I am particularly impressed by the presence here, among others, of Ministers from Brazil, Canada, Chile, Costa Rica, Ecuador, Guatemala, Haiti, Honduras, Mexico, Panama, Paraguay and Trinidad and Tobago. This representation, and the high quality of discussion this morning at the Special Session of the Permanent Council with the Foreign Minister of El Salvador, make me proud to be with you. That first meeting of ministers four years ago has had important repercussions for our Organization and for the countries of the Region. It has been rightly stated many times that pursuing a gender equity agenda is imperative for building stronger, more prosperous democracies where all citizens have the opportunity to participate in political, economic, and civil society. But it was your predecessors who drafted the Inter-American Program for the Promotion of Women’s Human Rights and Gender Equity and Equality, more commonly referred to as the IAP, won first its approval by the Windsor General Assembly and then its endorsement by the Quebec City Summit that gave decisive shape to a new approach based on gender equity as the main strategy for achieving equality of rights and opportunities for men and women.

In considering the implementation of the IAP since then, I can attest to steady progress within the OAS on issues of gender -- and not just in my Office, where women seem to run most everything! There is a growing awareness of the need to integrate gender in all issues, especially issues not traditionally considered to be “women’s issues,” and there is also an increased systematization of a gender sensitive approach throughout the organization. We had a very good example of that from Irene Klinger this morning, both in the sense that the Executive head of the Secretariat for the Summit Process is a woman, but also in that she has brought to that position the insights and concerns of a woman not afraid to use her oar to help straighten out the course set by the men who preceded her.
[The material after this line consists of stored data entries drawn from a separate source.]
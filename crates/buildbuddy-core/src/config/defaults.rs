//! Default configuration values

/// Default build file name (TOML)
pub const DEFAULT_CONFIG_TOML: &str = "buildbuddy.toml";

/// Default build file name (YAML)
pub const DEFAULT_CONFIG_YAML: &str = "buildbuddy.yaml";

/// Directory, relative to the build file, holding persisted step state
pub const DEFAULT_ROOT_DIR: &str = "target/buildbuddy";

/// javac executable used when none is configured
pub const DEFAULT_JAVAC: &str = "javac";

/// Get list of build file names to search for
pub fn config_file_names() -> Vec<&'static str> {
    vec![
        DEFAULT_CONFIG_TOML,
        DEFAULT_CONFIG_YAML,
        ".buildbuddy.toml",
        ".buildbuddy.yaml",
    ]
}
//! Configuration validation

use std::collections::HashSet;

use tracing::debug;

use crate::error::{ConfigError, Result};

use super::types::{BuildConfig, StepKind};

/// Validate a build configuration.
///
/// Identities are checked in registration order (sources, then steps), so a
/// dependency must name an entry declared earlier in the file.
pub fn validate_config(config: &BuildConfig) -> Result<()> {
    debug!(
        sources = config.sources.len(),
        steps = config.steps.len(),
        "validating build configuration"
    );
    let mut seen: HashSet<&str> = HashSet::new();

    for (i, source) in config.sources.iter().enumerate() {
        validate_identity(&format!("sources[{}].id", i), &source.id)?;
        if !seen.insert(source.id.as_str()) {
            return Err(duplicate(format!("sources[{}].id", i), &source.id));
        }
    }

    for (i, step) in config.steps.iter().enumerate() {
        validate_identity(&format!("steps[{}].id", i), &step.id)?;

        for dependency in step.depends_on.iter().flatten() {
            if !seen.contains(dependency.as_str()) {
                return Err(ConfigError::InvalidValue {
                    field: format!("steps[{}].depends_on", i),
                    message: format!("'{}' must be declared before '{}'", dependency, step.id),
                }
                .into());
            }
        }

        if !seen.insert(step.id.as_str()) {
            return Err(duplicate(format!("steps[{}].id", i), &step.id));
        }

        validate_kind(i, &step.kind)?;
    }

    debug!("build configuration validation passed");
    Ok(())
}

/// Why `id` cannot name a directory below the build root, if it cannot.
///
/// Identities must be a single plain path component. A leading '.' is
/// reserved for the executor's staging folders.
pub fn identity_problem(id: &str) -> Option<&'static str> {
    if id.is_empty() {
        Some("identity cannot be empty")
    } else if id.starts_with('.') {
        Some("identity cannot start with '.'")
    } else if id.contains(['/', '\\']) {
        Some("identity cannot contain path separators")
    } else {
        None
    }
}

fn validate_identity(field: &str, id: &str) -> Result<()> {
    match identity_problem(id) {
        Some(message) => Err(ConfigError::InvalidValue {
            field: field.to_string(),
            message: message.to_string(),
        }
        .into()),
        None => Ok(()),
    }
}

fn duplicate(field: String, id: &str) -> crate::error::BuildError {
    ConfigError::InvalidValue {
        field,
        message: format!("identity '{}' is declared twice", id),
    }
    .into()
}

fn validate_kind(i: usize, kind: &StepKind) -> Result<()> {
    match kind {
        StepKind::Process { program, .. } | StepKind::Javac { program, .. }
            if program.is_empty() =>
        {
            Err(ConfigError::InvalidValue {
                field: format!("steps[{}].program", i),
                message: "program cannot be empty".to_string(),
            }
            .into())
        }
        StepKind::Process {
            include: Some(pattern),
            ..
        } if glob::Pattern::new(pattern).is_err() => Err(ConfigError::InvalidValue {
            field: format!("steps[{}].include", i),
            message: format!("'{}' is not a valid glob pattern", pattern),
        }
        .into()),
        StepKind::Fetch { repositories } if repositories.is_empty() => {
            Err(ConfigError::InvalidValue {
                field: format!("steps[{}].repositories", i),
                message: "at least one repository is required".to_string(),
            }
            .into())
        }
        _ => Ok(()),
    }
}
This change in organizational culture was due in no small part to a program implemented within the OAS General Secretariat by CIM Secretariat with the support of the government of Canada. The results of this Program to train OAS officials on gender mainstreaming. have surpassed our expectations and placed gender squarely in the center of OAS policies and programs—an objective enunciated by the Organization ever since the adoption in 1986 of AG/RES. 829 (XVI-O/86), "Full and Equal Participation of Women by the Year 2000." We have not met the many ambitious goals set forward in that and subsequent resolutions, but the progress is evident in the Organization’s leadership right up to the Secretary General and myself. And I must say I look forward to the day when the Member States will look for good women as well as men as our successors – and elect them.
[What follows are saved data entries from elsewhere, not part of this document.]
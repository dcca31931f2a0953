//! Clean command

use std::path::PathBuf;

use clap::Args;
use tracing::info;

use buildbuddy_tasks::BuildExecutor;

use crate::cli::{output, Cli, OutputFormat};

use super::load_build_config;

/// Remove persisted step state
#[derive(Debug, Args)]
pub struct CleanCommand {
    /// Identities to clean; everything when omitted
    pub ids: Vec<String>,

    /// Build file to use instead of searching for one
    #[arg(short, long)]
    pub config: Option<PathBuf>,
}

impl CleanCommand {
    /// Execute the clean command
    pub fn execute(&self, cli: &Cli) -> anyhow::Result<()> {
        info!("executing clean command");
        let (config, _) = load_build_config(self.config.as_deref())?;
        let executor = BuildExecutor::new(&config.build.root, config.build.hash.function());

        let removed: Vec<&str> = if self.ids.is_empty() {
            if executor.root().exists() {
                std::fs::remove_dir_all(executor.root())?;
            }
            Vec::new()
        } else {
            let mut removed = Vec::new();
            for id in &self.ids {
                if !config.identities().any(|known| known == id.as_str()) {
                    anyhow::bail!("Unknown identity: {}", id);
                }
                if executor.clean(id)? {
                    removed.push(id.as_str());
                }
            }
            removed
        };

        match cli.format {
            OutputFormat::Json => {
                let result = serde_json::json!({
                    "root": executor.root(),
                    "removed": removed,
                });
                println!("{}", serde_json::to_string_pretty(&result)?);
            }
            OutputFormat::Text if !cli.quiet => {
                if self.ids.is_empty() {
                    output::success(&format!(
                        "Removed {}",
                        output::path_style().apply_to(executor.root().display())
                    ));
                } else {
                    output::success(&format!("Cleaned {}", output::plural(removed.len(), "step")));
                }
            }
            OutputFormat::Text => {}
        }
        Ok(())
    }
}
OAS units are working together with the CIM to integrate a gender perspective in Ministerial meetings on issues such as labor, justice, education, science and technology, peace and security, all of which are central to the regional agenda. In addressing the topic of women, free trade and economic integration, this Ministerial is tackling one of the focal points of the next Summit of the Americas, in Argentina in 2005. We look forward to receiving your contributions on that issue which will surely enhance the realism and focus of Summit preparations.

That gender consciousness has become one of the defining forces of hemispheric policy is increasingly clear in the hemisphere’s political instruments. An outstanding example of this is the 2001 Plan of Action of the Quebec Summit of the Americas, which not only specifically addressed gender equality but also integrated gender as a crosscutting theme in many areas. Other instruments, such as the 2001 Inter-American Democratic Charter and the Declarations of the 2002 Conference of Ministers of Defense of the Americas and the 2003 Special Conference on Hemispheric Security, also address the issue of full and equal participation of women as fundamental to the democratic cultures of the Americas.

This morning’s session of the OAS Permanent Council on implementation of the IAP was another palpable illustration of the importance assigned to gender within the Organization. This was the second special session held by the Council on specific and substantive issues related to women. The first one, on women’s leadership, held in 2002, highlighted the diverse challenges and results as women assume an increasing role in the development of national and regional agendas.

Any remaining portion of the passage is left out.